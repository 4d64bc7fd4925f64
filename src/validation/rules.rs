use crate::catalog::schema::Rule;
use crate::catalog::types::Value;
use crate::query::eval::{eval_expr, like_match};
use crate::store::RowData;

/// Evaluates one rule. Returns the failure text (without the column label)
/// or `None` when the value satisfies the rule.
pub fn check_rule(rule: &Rule, value: &Value, row: &RowData) -> Option<String> {
    match rule {
        Rule::Min(min) => match value.compare(min) {
            Some(ordering) if ordering.is_lt() => Some(format!("must be at least {min}")),
            Some(_) => None,
            None => Some(format!("must be comparable with {min}")),
        },
        Rule::Max(max) => match value.compare(max) {
            Some(ordering) if ordering.is_gt() => Some(format!("must be at most {max}")),
            Some(_) => None,
            None => Some(format!("must be comparable with {max}")),
        },
        Rule::MinLength(min) => {
            let len = value_len(value);
            (len < *min).then(|| format!("must be at least {min} characters"))
        }
        Rule::MaxLength(max) => {
            let len = value_len(value);
            (len > *max).then(|| format!("must be at most {max} characters"))
        }
        Rule::OneOf(allowed) => (!allowed.contains(value)).then(|| {
            let list: Vec<String> = allowed.iter().map(ToString::to_string).collect();
            format!("must be one of {}", list.join(", "))
        }),
        Rule::Like(pattern) => match value.as_str() {
            Some(text) if like_match(text, pattern) => None,
            _ => Some(format!("must match '{pattern}'")),
        },
        Rule::Check { name, expr } => (!eval_expr(expr, row)).then(|| format!("fails check '{name}'")),
    }
}

fn value_len(value: &Value) -> usize {
    match value {
        Value::Text(s) | Value::Json(s) => s.chars().count(),
        Value::Blob(b) => b.len(),
        Value::Null => 0,
        other => other.to_string().chars().count(),
    }
}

#### Task to carry out
From the first line to the last, give the data again exactly.

#### Exercise result
repository 4d64bc7fd4925f64
filename src/validation/rules.rs
use crate::catalog::schema::Rule;
use crate::catalog::types::Value;
use crate::query::eval::{eval_expr, like_match};
use crate::store::RowData;

/// Evaluates one rule. Returns the failure text (without the column label)
/// or `None` when the value satisfies the rule.
pub fn check_rule(rule: &Rule, value: &Value, row: &RowData) -> Option<String> {
    match rule {
        Rule::Min(min) => match value.compare(min) {
            Some(ordering) if ordering.is_lt() => Some(format!("must be at least {min}")),
            Some(_) => None,
            None => Some(format!("must be comparable with {min}")),
        },
        Rule::Max(max) => match value.compare(max) {
            Some(ordering) if ordering.is_gt() => Some(format!("must be at most {max}")),
            Some(_) => None,
            None => Some(format!("must be comparable with {max}")),
        },
        Rule::MinLength(min) => {
            let len = value_len(value);
            (len < *min).then(|| format!("must be at least {min} characters"))
        }
        Rule::MaxLength(max) => {
            let len = value_len(value);
            (len > *max).then(|| format!("must be at most {max} characters"))
        }
        Rule::OneOf(allowed) => (!allowed.contains(value)).then(|| {
            let list: Vec<String> = allowed.iter().map(ToString::to_string).collect();
            format!("must be one of {}", list.join(", "))
        }),
        Rule::Like(pattern) => match value.as_str() {
            Some(text) if like_match(text, pattern) => None,
            _ => Some(format!("must match '{pattern}'")),
        },
        Rule::Check { name, expr } => (!eval_expr(expr, row)).then(|| format!("fails check '{name}'")),
    }
}

fn value_len(value: &Value) -> usize {
    match value {
        Value::Text(s) | Value::Json(s) => s.chars().count(),
        Value::Blob(b) => b.len(),
        Value::Null => 0,
        other => other.to_string().chars().count(),
    }
}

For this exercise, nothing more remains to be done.